▶ The problem:
If a line of the records contains the word "stats", list it.

Dataset records Block Start

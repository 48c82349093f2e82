//! Group-level statistics written to the comprehensive analysis JSON.

use super::event::GroupReturns;
use crate::models::{
    CarbonIntensityAnalysis, GroupAnalysis, RegressionSummary, ReturnStatistics,
    SampleCharacteristics, SizeBucket, SizeEffectAnalysis, VolatilityAnalysis,
};
use crate::stats::descriptive::{mean, median, pearson, qcut4, std_dev, SIZE_LABELS};
use crate::stats::ols::{add_constant, robust_mean_test, OlsFit};
use ndarray::Array1;
use tracing::{info, warn};

/// Window length for which volatility is reported.
const VOLATILITY_WINDOW: u32 = 10;

fn finite(value: f64) -> Option<f64> {
    value.is_finite().then_some(value)
}

fn carbon_analysis(returns: &GroupReturns) -> CarbonIntensityAnalysis {
    let mut analysis = CarbonIntensityAnalysis {
        correlation: None,
        correlation_p_value: None,
        regression: None,
    };
    let Some(log_ci) = &returns.log_intensity else {
        return analysis;
    };
    let ar: Vec<f64> = returns.abnormal.iter().map(|a| a.unwrap_or(0.0)).collect();

    if let Some((r, p)) = pearson(log_ci, &ar) {
        analysis.correlation = Some(r);
        analysis.correlation_p_value = Some(p);
    }

    if ar.len() > 2 {
        match OlsFit::fit(&Array1::from(ar), &add_constant(log_ci)) {
            Ok(fit) => {
                analysis.regression = Some(RegressionSummary {
                    coefficient: fit.params[1],
                    p_value: fit.hc3_p_values[1],
                    r_squared: fit.r_squared,
                    robust_se: fit.hc3_bse[1],
                });
            }
            Err(e) => warn!("Error in regression analysis for {}: {}", returns.group, e),
        }
    }
    analysis
}

fn size_analysis(returns: &GroupReturns) -> SizeEffectAnalysis {
    let mut buckets = Vec::new();
    let labels = returns.sales.as_deref().and_then(qcut4);
    match labels {
        Some(labels) => {
            for label in SIZE_LABELS {
                let values: Vec<f64> = labels
                    .iter()
                    .zip(&returns.abnormal)
                    .filter(|(l, _)| **l == label)
                    .filter_map(|(_, ar)| *ar)
                    .collect();
                if let Some(m) = mean(&values) {
                    buckets.push(SizeBucket {
                        label: label.to_string(),
                        mean: m,
                        count: values.len(),
                    });
                }
            }
        }
        None if returns.sales.is_some() => {
            info!("Sales quartiles are not distinct for {}", returns.group);
        }
        None => {}
    }
    SizeEffectAnalysis {
        returns_by_size: buckets,
    }
}

/// Statistics of one group. `None` when the group has no abnormal returns.
pub fn analyze_group(
    returns: &GroupReturns,
    day_range: u32,
    trading_days_per_year: u32,
) -> Option<GroupAnalysis> {
    let ars: Vec<f64> = returns.abnormal.iter().flatten().copied().collect();
    if ars.is_empty() {
        info!("No valid abnormal returns for {}", returns.group);
        return None;
    }

    let n = ars.len();
    let positive = ars.iter().filter(|a| **a > 0.0).count();
    let negative = ars.iter().filter(|a| **a < 0.0).count();
    let std = std_dev(&ars);

    let (t_statistic, p_value) = match robust_mean_test(&ars) {
        Ok((t, p)) => (finite(t), finite(p)),
        Err(e) => {
            warn!("Robust t-test skipped for {}: {}", returns.group, e);
            (None, None)
        }
    };

    let volatility = match std {
        Some(s) if day_range == VOLATILITY_WINDOW => {
            let daily = s / f64::from(VOLATILITY_WINDOW).sqrt();
            Some(VolatilityAnalysis {
                daily,
                annualized: daily * f64::from(trading_days_per_year).sqrt(),
            })
        }
        _ => None,
    };

    Some(GroupAnalysis {
        day_range,
        sample: SampleCharacteristics {
            sample_size: n,
            positive,
            negative,
            win_ratio: positive as f64 / n as f64,
        },
        returns: ReturnStatistics {
            mean: mean(&ars)?,
            median: median(&ars)?,
            std_dev: std,
            t_statistic,
            p_value,
            weighted: returns
                .weighted
                .as_ref()
                .map(|w| w.iter().flatten().sum()),
        },
        carbon: carbon_analysis(returns),
        size: size_analysis(returns),
        volatility,
    })
}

Dataset records Block End

▶ Exercise result:
use crate::stats::descriptive::{mean, median, pearson, qcut4, std_dev, SIZE_LABELS};
use crate::stats::ols::{add_constant, robust_mean_test, OlsFit};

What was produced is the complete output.